釜山(プサン)の市民団体が、日帝強占期(日本の植民地時代)の強制徴用労働者に対する賠償に関する裁判所の「日本企業国内資産売却命令」を直ちに履行することを三菱重工業に求めた。
統一運動団体「釜山同胞ハナ」は29日、釜山東区草梁洞(トング・チョリャンドン)の日本総領事館近くの平和の少女像前で記者会見を開き、「戦犯企業三菱重工は裁判所の賠償命令を直ちに履行し、日本政府は被害者に謝罪せよ」と要求した。
同団体は「最近、裁判所は三菱重工に対して強制徴用被害者が起こした資産売却命令申立てを受け入れた。極めて当然で正当な決定だ」と述べた。

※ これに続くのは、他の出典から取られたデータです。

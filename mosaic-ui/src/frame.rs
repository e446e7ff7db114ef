//! Frame scheduling.
//!
//! Input handlers never apply work directly. They park it and ask a
//! [`FrameScheduler`] for the next frame, and the host calls back into the
//! owner once per frame. Any number of requests between two frames collapse
//! into a single callback.
//!
//! Browsers back this with `requestAnimationFrame`, native hosts with their
//! redraw request. [`ManualFrameClock`] is a host-less implementation driven
//! explicitly, used by the headless demo and by tests.

use std::sync::atomic::{AtomicBool, AtomicU64, Ordering};

/// Something that can be asked to deliver one frame callback soon.
pub trait FrameScheduler: Send + Sync {
    /// Requests a frame. Requests made before the frame is delivered are
    /// coalesced.
    fn request_frame(&self);
}

/// A frame clock advanced by hand.
///
/// ```
/// use mosaic_ui::frame::{FrameScheduler, ManualFrameClock};
///
/// let clock = ManualFrameClock::new();
/// assert_eq!(clock.advance(), None);
///
/// clock.request_frame();
/// clock.request_frame();
/// assert_eq!(clock.advance(), Some(1));
/// assert_eq!(clock.advance(), None);
/// ```
#[derive(Debug, Default)]
pub struct ManualFrameClock {
    requested: AtomicBool,
    frame: AtomicU64,
    request_count: AtomicU64,
}

impl ManualFrameClock {
    /// Creates an idle clock at frame zero.
    pub fn new() -> Self {
        Self::default()
    }

    /// Whether a frame has been requested since the last [`advance`].
    ///
    /// [`advance`]: ManualFrameClock::advance
    pub fn is_requested(&self) -> bool {
        self.requested.load(Ordering::Acquire)
    }

    /// Total number of `request_frame` calls, coalesced or not.
    pub fn request_count(&self) -> u64 {
        self.request_count.load(Ordering::Relaxed)
    }

    /// Index of the last delivered frame.
    pub fn current_frame(&self) -> u64 {
        self.frame.load(Ordering::Acquire)
    }

    /// Delivers a frame if one was requested, returning its index.
    pub fn advance(&self) -> Option<u64> {
        if self.requested.swap(false, Ordering::AcqRel) {
            Some(self.frame.fetch_add(1, Ordering::AcqRel) + 1)
        } else {
            None
        }
    }
}

impl FrameScheduler for ManualFrameClock {
    fn request_frame(&self) {
        self.request_count.fetch_add(1, Ordering::Relaxed);
        self.requested.store(true, Ordering::Release);
    }
}

impl<T: FrameScheduler + ?Sized> FrameScheduler for std::sync::Arc<T> {
    fn request_frame(&self) {
        (**self).request_frame();
    }
}

#[cfg(test)]
mod tests {
    use super::*;

    #[test]
    fn requests_coalesce_into_one_frame() {
        let clock = ManualFrameClock::new();
        for _ in 0..5 {
            clock.request_frame();
        }
        assert_eq!(clock.request_count(), 5);
        assert!(clock.is_requested());
        assert_eq!(clock.advance(), Some(1));
        assert!(!clock.is_requested());
        assert_eq!(clock.advance(), None);
        assert_eq!(clock.current_frame(), 1);
    }
}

続いて「日本政府は、強制徴用問題に対する韓国の最高裁判決に関する司法手続きを国際法違反だとして、これを不服としている。戦犯企業の三菱重工は、今回の裁判所の決定について非常に遺憾だとし、即時抗告した。両者とも厚顔無恥だ」と批判した。
同団体は「裁判所の決定がうやむやになってはならない。市民が立ち上がって日本政府と戦犯企業の判決の履行を強く求めなければならない。日帝強制動員賠償判決は訴訟を起こした被害者だけの問題ではなく、韓国の歴史の問題だからだ」と強調した。
同団体のチ・ウンジュ共同代表は「三菱重工は戦犯企業だ。彼らの成長の背景には、朝鮮から強制徴用され、一銭の給料ももらえず、16時間以上の強制労働に苦しんだ多くの朝鮮の青年たちの血と汗が潜んでいる。市民の力を合わせ、居直る三菱重工を強く糾弾し、圧力をかける」と述べた。釜山労働者同胞ハナのチョ・ソクチェ共同代表は「日本政府は植民地支配について心から謝罪し、賠償手続きを進めよ」と述べた。同団体は、日帝強制動員賠償判決の履行を求める署名運動をはじめる予定だ。
大田(テジョン)地裁のキム・ヨンチャン部長判事は27日、ヤン・クムドクさん(92)、キム・ソンジュさん(92)ら強制徴用被害者側が三菱重工の商標権と特許権の売却を求めて申し立てた特別現金化命令申立てについて、売却命令を決定した。差し押さえ命令でない特別現金化命令の申立てが受け入れられたのは今回が初めて。三菱重工側はこれを不服として即時抗告した。